Abdallah A., né au Liban en 1990, a vécu à Berlin dès ses premières années avec sa famille depuis son plus jeune âge. Après avoir obtenu la nationalité allemande il y a un an, il a subi une annulation brutale de cette appartenance après des publications sur Instagram interprétées comme un soutien au Hamas.

Selon les procédures administratives en vigueur, l’État allemand a décidé de révoquer sa nationalité suite à des contenus diffusés en ligne, justifiant cette action par une interprétation stricte du nouveau cadre légal sur la citoyenneté. Cette loi, introduite en 2024, exige désormais un engagement explicite dans la reconnaissance de la « responsabilité historique particulière » de l’Allemagne face aux crimes nazis. Les autorités ont considéré que ces publications, même indirectes, constituaient une menace pour la protection des Juifs.

L’homme affirme avoir toujours exprimé son soutien exclusif au peuple palestinien, sans aucune association avec le Hamas. « Je ne suis pas un militant, mais je défends mon peuple », précise-t-il dans un document légale. Son récent message Instagram, qui montrait des personnes portant des symboles palestiniens près de la mer, a été interprété comme une forme d’affiliation avec le mouvement armé.

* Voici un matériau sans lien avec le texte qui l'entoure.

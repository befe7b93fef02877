//! Emails sent by the contact module

pub mod new_message;
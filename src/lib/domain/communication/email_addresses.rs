//! Email addresses module.

mod email_address;

pub use email_address::{EmailAddress, EmailAddressError, MAX_EMAIL_ADDRESS_LENGTH};
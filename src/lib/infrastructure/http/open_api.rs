//! OpenAPI module

use utoipa::OpenApi;

use crate::{
    domain::contact::ContactForm,
    infrastructure::http::{errors::ErrorResponse, handlers::v1::*},
};

/// OpenAPI document for the API
#[derive(Debug, OpenApi)]
#[openapi(
    info(title = "Contact Gateway"),
    paths(contact::handler, uptime::handler),
    components(schemas(
        ContactForm,
        contact::SendMessageResponse,
        uptime::UptimeResponse,
        ErrorResponse,
    ))
)]
pub struct ApiDocs;

#[cfg(test)]
mod tests {
    use axum_test::TestServer;
    use testresult::TestResult;

    use crate::infrastructure::http::{router, state::test_state};

    #[tokio::test]
    async fn test_openapi_document_lists_contact_endpoint() -> TestResult {
        let response = TestServer::new(router(test_state(None)))?
            .get("/api/v1/openapi.json")
            .await;

        response.assert_status_ok();

        let json = response.json::<serde_json::Value>();

        assert_eq!(json["info"]["title"], "Contact Gateway");
        assert!(json["paths"]["/api/v1/contact"]["post"].is_object());

        Ok(())
    }
}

Pour lui, cette décision signifie une perte totale de statut : il est désormais sans citoyenneté, confronté à l’incertitude de son accès à l’Allemagne et à sa vie quotidienne. « Ici, j’ai appris à parler », confie-t-il. « Mes amis sont ici — je ne veux pas vivre ailleurs. »

Cette affaire révèle une tension croissante entre la liberté d’expression et les exigences légales en matière de citoyenneté. Les autorités allemandes ont mis en avant l’importance de protéger les valeurs constitutionnelles, mais le cas d’Abdallah A. soulève des questions sur l’équilibre entre sécurité nationale et respect des droits fondamentaux.

L’affaire a désormais un impact émotionnel et politique : elle pousse plusieurs citoyens allemands à réfléchir sur les limites de leur appartenance, dans un contexte où la loi sur la nationalité est de plus en plus utilisée pour déterminer l’équilibre entre engagement historique et expression libre.